We’re not wearing any running shoes right now.
But, that’s OK.
We’re getting our exercise back, and we’re enjoying the outdoors.
And our kids are doing well with it.
We’re also wearing running shoes for good reasons.
They’re safer and more comfortable than sneakers.
And, they’re easier to clean.
The biggest concern is whether or not our feet are able to heal from the strain.
If you’re wearing shoes, there’s not much you can do about it, says Dr. Scott Doolittle, the director of sports medicine at the Toronto Health Sciences Centre.
There are no standard guidelines about what to wear for your feet.
You’re encouraged to wear socks and socks without socks, or to use a shoe-free running shoe.

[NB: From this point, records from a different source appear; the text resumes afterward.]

//! The pluggable driver contract.
//!
//! A driver is a factory for connections; a connection is a factory for
//! prepared statements; a statement either executes (yielding an
//! [`ExecResult`]) or queries (yielding a [`Rows`] cursor). Every call is
//! synchronous and returns once the engine does.
//!
//! Lifetimes carry the ownership rules: a statement borrows its connection
//! and a cursor borrows its statement mutably, so a connection cannot be
//! closed while statements are open and a statement cannot be closed or
//! re-run while a cursor is alive.

use serde::Serialize;

use crate::error::SqliteDriverError;
use crate::types::Value;

/// Factory for connections, registered under a name in [`crate::registry`].
pub trait Driver: Send + Sync {
    /// Open a connection to the data source `name`.
    ///
    /// # Errors
    ///
    /// Returns `SqliteDriverError::Open` with the engine's status code.
    fn open(&self, name: &str) -> Result<Box<dyn Conn>, SqliteDriverError>;
}

/// A single connection to a database.
pub trait Conn {
    /// Compile `query` into a prepared statement.
    ///
    /// # Errors
    ///
    /// Returns `SqliteDriverError::Prepare` with the engine's status code.
    fn prepare<'c>(&'c self, query: &str) -> Result<Box<dyn Stmt + 'c>, SqliteDriverError>;

    /// Release the connection.
    ///
    /// # Errors
    ///
    /// Returns `SqliteDriverError::Close` with the engine's status code.
    fn close(self: Box<Self>) -> Result<(), SqliteDriverError>;

    /// Start a transaction.
    ///
    /// # Errors
    ///
    /// Drivers without transaction support return
    /// `SqliteDriverError::NotImplemented`.
    fn begin(&self) -> Result<Box<dyn Tx + '_>, SqliteDriverError>;
}

/// A transaction handle.
pub trait Tx {
    /// # Errors
    ///
    /// Returns the driver's error if the commit fails.
    fn commit(self: Box<Self>) -> Result<(), SqliteDriverError>;

    /// # Errors
    ///
    /// Returns the driver's error if the rollback fails.
    fn rollback(self: Box<Self>) -> Result<(), SqliteDriverError>;
}

/// A prepared statement.
pub trait Stmt {
    /// Number of placeholders; `exec`/`query` need exactly this many args.
    fn num_input(&self) -> usize;

    /// Run a statement that produces no rows.
    ///
    /// # Errors
    ///
    /// Bind errors, or `SqliteDriverError::Step` when the engine does not
    /// report completion.
    fn exec(&mut self, args: &[Value]) -> Result<ExecResult, SqliteDriverError>;

    /// Bind `args` and return a cursor over the rows.
    ///
    /// # Errors
    ///
    /// `SqliteDriverError::BindArity` or `SqliteDriverError::BindType`.
    fn query<'s>(&'s mut self, args: &[Value]) -> Result<Box<dyn Rows + 's>, SqliteDriverError>;

    /// Release the statement.
    ///
    /// # Errors
    ///
    /// Returns `SqliteDriverError::Finalize` with the engine's status code.
    fn close(self: Box<Self>) -> Result<(), SqliteDriverError>;
}

/// A cursor over query results.
pub trait Rows {
    /// Column names, in result order.
    fn columns(&self) -> &[String];

    /// Advance to the next row and decode it into `dest`.
    ///
    /// `dest` needs one slot per column.
    ///
    /// # Errors
    ///
    /// `SqliteDriverError::EndOfData` once the rows run out; callers stop
    /// on it rather than treating it as a failure. Any other variant is a
    /// real error.
    fn next(&mut self, dest: &mut [Value]) -> Result<(), SqliteDriverError>;

    /// Release cursor state.
    ///
    /// # Errors
    ///
    /// Driver specific.
    fn close(self: Box<Self>) -> Result<(), SqliteDriverError>;
}

/// Outcome of a statement run through [`Stmt::exec`].
#[derive(Debug, Clone, Copy, PartialEq, Eq, Serialize)]
pub struct ExecResult {
    last_insert_id: i64,
    rows_affected: i64,
}

impl ExecResult {
    #[must_use]
    pub fn new(last_insert_id: i64, rows_affected: i64) -> Self {
        Self {
            last_insert_id,
            rows_affected,
        }
    }

    /// Rowid of the most recent successful insert on the connection.
    #[must_use]
    pub fn last_insert_id(&self) -> i64 {
        self.last_insert_id
    }

    /// Rows changed by the statement.
    #[must_use]
    pub fn rows_affected(&self) -> i64 {
        self.rows_affected
    }
}
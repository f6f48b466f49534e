// SQLite module - the driver implementation over the engine's C API
//
// This module is split into several sub-modules for better organization:
// - ffi: owned native handles and raw calls
// - config: open options and flags
// - params: value -> native bind conversion
// - query: native column -> value conversion
// - connection / statement / rows: the driver contract implementation
// - driver: the factory and its registration

pub mod config;
pub mod connection;
pub mod driver;
pub(crate) mod ffi;
pub mod params;
pub mod query;
pub mod rows;
pub mod statement;

// Re-export the public API
pub use config::{OpenFlags, SqliteOptions, SqliteOptionsBuilder};
pub use connection::SqliteConnection;
pub use driver::{DRIVER_NAME, SqliteDriver, register_driver};
pub use params::format_timestamp;
pub use query::build_result_set;
pub use rows::SqliteRows;
pub use statement::SqliteStatement;
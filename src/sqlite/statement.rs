use std::fmt;

use crate::driver::{ExecResult, Rows, Stmt};
use crate::error::SqliteDriverError;
use crate::types::Value;

use super::connection::SqliteConnection;
use super::ffi::{RawStatement, SQLITE_DONE, SQLITE_OK};
use super::params::bind_all;
use super::rows::SqliteRows;

/// A prepared statement on a [`SqliteConnection`].
///
/// Reusable: every `exec`/`query` resets the statement and binds the full
/// argument list again. Not safe to share between callers; one cursor at a
/// time.
pub struct SqliteStatement<'c> {
    conn: &'c SqliteConnection,
    raw: RawStatement,
    num_input: usize,
    col_names: Vec<String>,
    col_decl_types: Vec<String>,
}

impl<'c> SqliteStatement<'c> {
    pub(crate) fn new(conn: &'c SqliteConnection, raw: RawStatement) -> Self {
        let num_input = usize::try_from(raw.parameter_count()).unwrap_or_default();
        Self {
            conn,
            raw,
            num_input,
            col_names: Vec::new(),
            col_decl_types: Vec::new(),
        }
    }

    /// Number of `?` placeholders in the statement.
    #[must_use]
    pub fn num_input(&self) -> usize {
        self.num_input
    }

    fn bind(&mut self, args: &[Value]) -> Result<(), SqliteDriverError> {
        // clears the previous run; its status was already reported by step
        self.raw.reset();
        bind_all(&self.raw, args)
    }

    /// Bind and run a statement that returns no rows.
    ///
    /// # Errors
    ///
    /// Bind errors, or `SqliteDriverError::Step` if the engine reports
    /// anything other than completion, a produced row included.
    pub fn exec(&mut self, args: &[Value]) -> Result<ExecResult, SqliteDriverError> {
        self.bind(args)?;

        let code = self.raw.step();
        if code != SQLITE_DONE {
            tracing::trace!(code, "exec step did not complete");
            return Err(SqliteDriverError::Step { code });
        }

        Ok(ExecResult::new(
            self.conn.last_insert_rowid(),
            self.conn.changes(),
        ))
    }

    /// Bind and return a cursor. Nothing is stepped until the cursor advances.
    ///
    /// # Errors
    ///
    /// `SqliteDriverError::BindArity` or `SqliteDriverError::BindType`.
    pub fn query(&mut self, args: &[Value]) -> Result<SqliteRows<'_>, SqliteDriverError> {
        self.bind(args)?;

        let col_n = self.raw.column_count();
        self.col_names = (0..col_n).map(|i| self.raw.column_name(i)).collect();
        self.col_decl_types = (0..col_n).map(|i| self.raw.column_decltype(i)).collect();

        Ok(SqliteRows::new(&self.raw, &self.col_names))
    }

    /// Column names cached by the last `query`.
    #[must_use]
    pub fn columns(&self) -> &[String] {
        &self.col_names
    }

    /// Declared column types cached by the last `query`; empty strings for
    /// expressions.
    #[must_use]
    pub fn column_decltypes(&self) -> &[String] {
        &self.col_decl_types
    }

    /// Finalize the native statement.
    ///
    /// # Errors
    ///
    /// Returns `SqliteDriverError::Finalize` with the engine's status code.
    /// The statement is released either way.
    pub fn close(self) -> Result<(), SqliteDriverError> {
        let code = self.raw.finalize();
        if code != SQLITE_OK {
            return Err(SqliteDriverError::Finalize { code });
        }
        tracing::debug!("finalized sqlite statement");
        Ok(())
    }
}

impl fmt::Debug for SqliteStatement<'_> {
    fn fmt(&self, f: &mut fmt::Formatter<'_>) -> fmt::Result {
        f.debug_struct("SqliteStatement")
            .field("num_input", &self.num_input)
            .field("columns", &self.col_names)
            .finish_non_exhaustive()
    }
}

impl Stmt for SqliteStatement<'_> {
    fn num_input(&self) -> usize {
        SqliteStatement::num_input(self)
    }

    fn exec(&mut self, args: &[Value]) -> Result<ExecResult, SqliteDriverError> {
        SqliteStatement::exec(self, args)
    }

    fn query<'s>(&'s mut self, args: &[Value]) -> Result<Box<dyn Rows + 's>, SqliteDriverError> {
        Ok(Box::new(SqliteStatement::query(self, args)?))
    }

    fn close(self: Box<Self>) -> Result<(), SqliteDriverError> {
        SqliteStatement::close(*self)
    }
}
/// Adapters module - platform-specific implementations of ports.

pub mod global_logger;

// The loopback transport is plain Rust and also backs the native test suite.
pub mod native;
#[cfg(target_arch = "wasm32")]
pub mod wasm;

#[cfg(target_arch = "wasm32")]
pub use wasm::ConsoleLogger;
#[cfg(not(target_arch = "wasm32"))]
pub use native::ConsoleLogger;

pub use global_logger::logger;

But it’s important to remember that footwear doesn’t provide the same protection as a protective sock, says Doolitt.
So, for example, if you have a sock, you’re less likely to break it.
But a shoe doesn’t prevent injuries.
Dr. Doolitte says people who use running shoes to walk around and play in the park, especially for long distances, should follow the guidelines laid out by the American Academy of Orthopaedic Surgeons (AOS).
But the most important thing is to wear shoes when you can, and keep them on during the day.
It’s better to be cautious than to not wear shoes at all, Doolice says.
The American Academy recommends wearing a shoe for every 10 kilometres you run.
The AOS suggests wearing shoes with at least a half-inch heel and a heel width of at least 4 mm.